Your son is old enough to negotiate the relationship with his father, but he also needs ways to be able to get away and leave if need be. I think the uber account may be a good idea. I also think putting your son in charge of more of his own schedule and so forth might be a good idea. He is just 2 years away from adulthood, and while I know you aren't going to just demand he live on his own at 18, he will ideally pick his own schedule at college if he goes, or at a job where he has to prioritize and such.
If the X questions stuff, I think honestly with as much compassion as you can muster is the best policy. That might mean a comment like "Son is almost 17. He can do more on his own and needs to be able to just leave you alone if it seems you are struggling with depression or binge drinking. I am not trying to criticize. Those are your choices, and I do want you to be happy ultimately.
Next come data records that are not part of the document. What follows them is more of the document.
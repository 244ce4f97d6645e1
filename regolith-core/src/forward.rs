//! Plain-HTTP forward proxying: one request/response exchange per call.

use crate::connection::ConnectionHandler;
use crate::error::{ProxyError, Result, is_closed_error};
use crate::perm::Action;
use crate::perm::address::destination;
use crate::request::{MAX_BODY_SIZE, RequestHead, read_body, write_status};
use crate::resolve::Resolver;
use bytes::Bytes;
use http::header::{CONNECTION, CONTENT_LENGTH, HOST, TRANSFER_ENCODING};
use http::uri::Authority;
use http::{HeaderMap, HeaderName, HeaderValue, Method, Request, StatusCode, Uri, Version};
use http_body_util::{BodyExt, Full};
use hyper::body::Incoming;
use hyper::ext::ReasonPhrase;
use hyper_util::client::legacy::Client;
use hyper_util::client::legacy::connect::HttpConnector;
use hyper_util::rt::TokioExecutor;
use std::net::SocketAddr;
use std::time::Duration;
use tokio::io::{AsyncBufRead, AsyncWrite, AsyncWriteExt};
use tokio::time::{Instant, timeout_at};
use tracing::{debug, warn};

const DEFAULT_HTTP_PORT: u16 = 80;

/// Headers that only describe the connection they arrived on.
const HOP_BY_HOP: [&str; 9] = [
    "proxy-connection",
    "connection",
    "keep-alive",
    "proxy-authenticate",
    "proxy-authorization",
    "te",
    "trailers",
    "transfer-encoding",
    "upgrade",
];

pub fn strip_hop_by_hop(headers: &mut HeaderMap) {
    for name in HOP_BY_HOP {
        headers.remove(name);
    }
}

/// Outbound HTTP client for forwarded requests.
///
/// Pooling is off: every forwarded request gets a fresh origin connection
/// that is dropped with the response.
#[derive(Debug, Clone)]
pub struct Forwarder {
    client: Client<HttpConnector, Full<Bytes>>,
    resolver: Resolver,
    timeout: Duration,
}

impl Forwarder {
    pub fn new(connect_timeout: Duration, request_timeout: Duration, resolver: Resolver) -> Self {
        let mut connector = HttpConnector::new();
        connector.set_connect_timeout(Some(connect_timeout));
        connector.set_nodelay(true);

        let client = Client::builder(TokioExecutor::new())
            .pool_max_idle_per_host(0)
            .build(connector);

        Self {
            client,
            resolver,
            timeout: request_timeout,
        }
    }

    pub fn timeout(&self) -> Duration {
        self.timeout
    }

    async fn send(
        &self,
        mut request: Request<Full<Bytes>>,
        deadline: Instant,
    ) -> Result<hyper::Response<Incoming>> {
        if self.resolver.nameserver().is_some() {
            let pinned = timeout_at(deadline, self.pin_origin(request.uri())).await??;
            *request.uri_mut() = pinned;
        }
        timeout_at(deadline, self.client.request(request))
            .await?
            .map_err(ProxyError::Upstream)
    }

    /// Rewrites the target to the first resolved address. `Host` was set
    /// from the original authority and is left alone.
    async fn pin_origin(&self, uri: &Uri) -> Result<Uri> {
        let host = uri.host().unwrap_or_default();
        let port = uri.port_u16().unwrap_or(DEFAULT_HTTP_PORT);
        let addr = self
            .resolver
            .lookup(host, port)
            .await
            .map_err(|source| ProxyError::Resolve {
                host: host.to_string(),
                source,
            })?
            .into_iter()
            .next()
            .ok_or_else(|| ProxyError::MalformedRequest(format!("no address for {}", host)))?;

        let path = uri.path_and_query().map(|p| p.as_str()).unwrap_or("/");
        Uri::builder()
            .scheme("http")
            .authority(addr.to_string())
            .path_and_query(path)
            .build()
            .map_err(|e| ProxyError::MalformedRequest(e.to_string()))
    }
}

/// How the response body is delimited towards the client.
#[derive(Debug, Clone, Copy, PartialEq, Eq)]
enum Framing {
    Empty,
    Length,
    Chunked,
    Close,
}

/// Forwards one non-CONNECT request. Returns whether the client
/// connection may carry another request.
pub(crate) async fn handle_request<S>(
    handler: &ConnectionHandler,
    conn: &mut S,
    mut head: RequestHead,
    peer: SocketAddr,
) -> bool
where
    S: AsyncBufRead + AsyncWrite + Unpin,
{
    handler.record_request("forward");

    let keep_alive = head.at_least_http11()
        && (head.header_is("proxy-connection", "keep-alive")
            || head.header_is("connection", "keep-alive"));

    // Body framing must be read from the original headers
    let mut framing_headers = HeaderMap::new();
    for name in [TRANSFER_ENCODING, CONTENT_LENGTH] {
        for value in head.headers.get_all(&name) {
            framing_headers.append(name.clone(), value.clone());
        }
    }
    strip_hop_by_hop(&mut head.headers);
    // Re-derived from the buffered body
    head.headers.remove(CONTENT_LENGTH);

    let authority = request_authority(&head);
    let valid_scheme = head.uri.scheme_str() == Some("http");
    let Some(authority) = authority.filter(|a| valid_scheme && !a.host().is_empty()) else {
        debug!(peer = %peer, uri = %head.uri, "Rejecting non-proxy request");
        let _ = write_status(conn, head.version, StatusCode::BAD_REQUEST, None).await;
        return false;
    };
    match HeaderValue::from_str(&host_header(&authority)) {
        Ok(value) => {
            head.headers.insert(HOST, value);
        }
        Err(_) => {
            let _ = write_status(conn, head.version, StatusCode::BAD_REQUEST, None).await;
            return false;
        }
    }

    let target = destination(
        authority.host(),
        authority.port_u16().unwrap_or(DEFAULT_HTTP_PORT),
    );
    if handler.check_permission(peer, &target) != Action::Accept {
        let _ = write_status(conn, head.version, StatusCode::BAD_GATEWAY, None).await;
        return false;
    }

    let body = match read_body(conn, &framing_headers, MAX_BODY_SIZE).await {
        Ok(body) => body,
        Err(e @ ProxyError::BodyTooLarge { .. }) => {
            handler.record_error("body_too_large");
            debug!(peer = %peer, error = %e, "Rejecting request body");
            let _ = write_status(conn, head.version, StatusCode::PAYLOAD_TOO_LARGE, None).await;
            return false;
        }
        Err(e) => {
            debug!(peer = %peer, error = %e, "Failed to read request body");
            return false;
        }
    };

    let client_version = head.version;
    let is_head = head.method == Method::HEAD;
    let mut request = Request::new(Full::new(body));
    *request.method_mut() = head.method;
    *request.uri_mut() = head.uri;
    *request.headers_mut() = head.headers;

    let forwarder = handler.forwarder();
    let deadline = Instant::now() + forwarder.timeout();
    let response = match forwarder.send(request, deadline).await {
        Ok(response) => response,
        Err(e) => {
            handler.record_error("upstream");
            if is_closed_error(&e) {
                debug!(peer = %peer, target = %target, error = %e, "Upstream request failed");
            } else {
                warn!(peer = %peer, target = %target, error = %e, "Upstream request failed");
            }
            let _ = write_status(conn, client_version, StatusCode::BAD_GATEWAY, None).await;
            return false;
        }
    };

    debug!(peer = %peer, target = %target, status = response.status().as_u16(), "Forwarded request");

    match write_response(conn, response, client_version, is_head, keep_alive, deadline).await {
        Ok(framing) => keep_alive && framing != Framing::Close,
        Err(e) => {
            if is_closed_error(&e) {
                debug!(peer = %peer, target = %target, error = %e, "Response write aborted");
            } else {
                handler.record_error("response");
                warn!(peer = %peer, target = %target, error = %e, "Response write failed");
            }
            false
        }
    }
}

/// `Host` value for `authority`, without the port when it is the default.
fn host_header(authority: &Authority) -> String {
    match authority.port_u16() {
        Some(DEFAULT_HTTP_PORT) => authority.host().to_string(),
        _ => authority.as_str().to_string(),
    }
}

/// The origin named by an absolute-form target, or by `Host` otherwise.
fn request_authority(head: &RequestHead) -> Option<Authority> {
    if let Some(authority) = head.uri.authority() {
        return Some(authority.clone());
    }
    head.headers
        .get(HOST)
        .and_then(|h| h.to_str().ok())
        .and_then(|h| h.parse::<Authority>().ok())
}

fn response_framing(
    status: StatusCode,
    headers: &HeaderMap,
    client_version: Version,
    is_head: bool,
) -> Framing {
    if is_head
        || status.is_informational()
        || status == StatusCode::NO_CONTENT
        || status == StatusCode::NOT_MODIFIED
    {
        Framing::Empty
    } else if headers.contains_key(CONTENT_LENGTH) {
        Framing::Length
    } else if client_version == Version::HTTP_11 {
        Framing::Chunked
    } else {
        Framing::Close
    }
}

async fn write_response<W>(
    conn: &mut W,
    response: hyper::Response<Incoming>,
    client_version: Version,
    is_head: bool,
    keep_alive: bool,
    deadline: Instant,
) -> Result<Framing>
where
    W: AsyncWrite + Unpin,
{
    let (mut parts, mut body) = response.into_parts();

    strip_hop_by_hop(&mut parts.headers);
    if keep_alive {
        parts
            .headers
            .insert(CONNECTION, HeaderValue::from_static("keep-alive"));
        parts.headers.insert(
            HeaderName::from_static("proxy-connection"),
            HeaderValue::from_static("keep-alive"),
        );
        parts.headers.insert(
            HeaderName::from_static("keep-alive"),
            HeaderValue::from_static("timeout=60"),
        );
    }

    let framing = response_framing(parts.status, &parts.headers, client_version, is_head);
    if framing == Framing::Chunked {
        parts
            .headers
            .insert(TRANSFER_ENCODING, HeaderValue::from_static("chunked"));
    }

    let reason = parts
        .extensions
        .get::<ReasonPhrase>()
        .and_then(|r| std::str::from_utf8(r.as_bytes()).ok())
        .or_else(|| parts.status.canonical_reason())
        .unwrap_or("");

    // The framing is ours, so is the version: never the origin's
    let mut out = Vec::with_capacity(512);
    out.extend_from_slice(format!("HTTP/1.1 {} {}\r\n", parts.status.as_u16(), reason).as_bytes());
    for (name, value) in &parts.headers {
        out.extend_from_slice(name.as_str().as_bytes());
        out.extend_from_slice(b": ");
        out.extend_from_slice(value.as_bytes());
        out.extend_from_slice(b"\r\n");
    }
    out.extend_from_slice(b"\r\n");
    conn.write_all(&out).await?;

    if framing != Framing::Empty {
        while let Some(frame) = timeout_at(deadline, body.frame()).await? {
            let frame = frame.map_err(|e| ProxyError::Io(std::io::Error::other(e)))?;
            let Ok(data) = frame.into_data() else {
                // Trailers are dropped
                continue;
            };
            if data.is_empty() {
                continue;
            }
            if framing == Framing::Chunked {
                conn.write_all(format!("{:x}\r\n", data.len()).as_bytes())
                    .await?;
                conn.write_all(&data).await?;
                conn.write_all(b"\r\n").await?;
            } else {
                conn.write_all(&data).await?;
            }
        }
        if framing == Framing::Chunked {
            conn.write_all(b"0\r\n\r\n").await?;
        }
    }

    conn.flush().await?;
    Ok(framing)
}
I also want our son to have less anxiety and challenges than he already does right now while also having the ability to make more grown up decisions about where he wants to be and how he spends his time." Your son may need to be the one to say some of these things too. I know that the pattern has been that nobody can tell your X anything because they will then get silent treatment or snarky, mean and vindictive retaliatory comments in retaliation. However, if your son never learns to stand up to him in an assertive, yet caring and respectful way, they may eventually just have a blow up fight or your son may have a break down having to negotiate his father's BS without a way to escape, call him on some of the behaviors, or exert some control over his surroundings.
So really it's about teaching your son boundary setting and loving detachment in a lot of ways. Taking him to alanon is good also.
I'm sorry to hearof this turn of events, and am pleased that your son was able to relate to the Al-Anon meeting. Actually I like tradition meetings-- Thye have provided me with tools to interact with family as well as a meetings. :0
I really think, your son would benefit from interacting with Alateen, because he will find other teens that he can relate to and share with.--and make close friends to call in time of crisis. They would provide him tools that he can use as a teenager to live life on life's terms.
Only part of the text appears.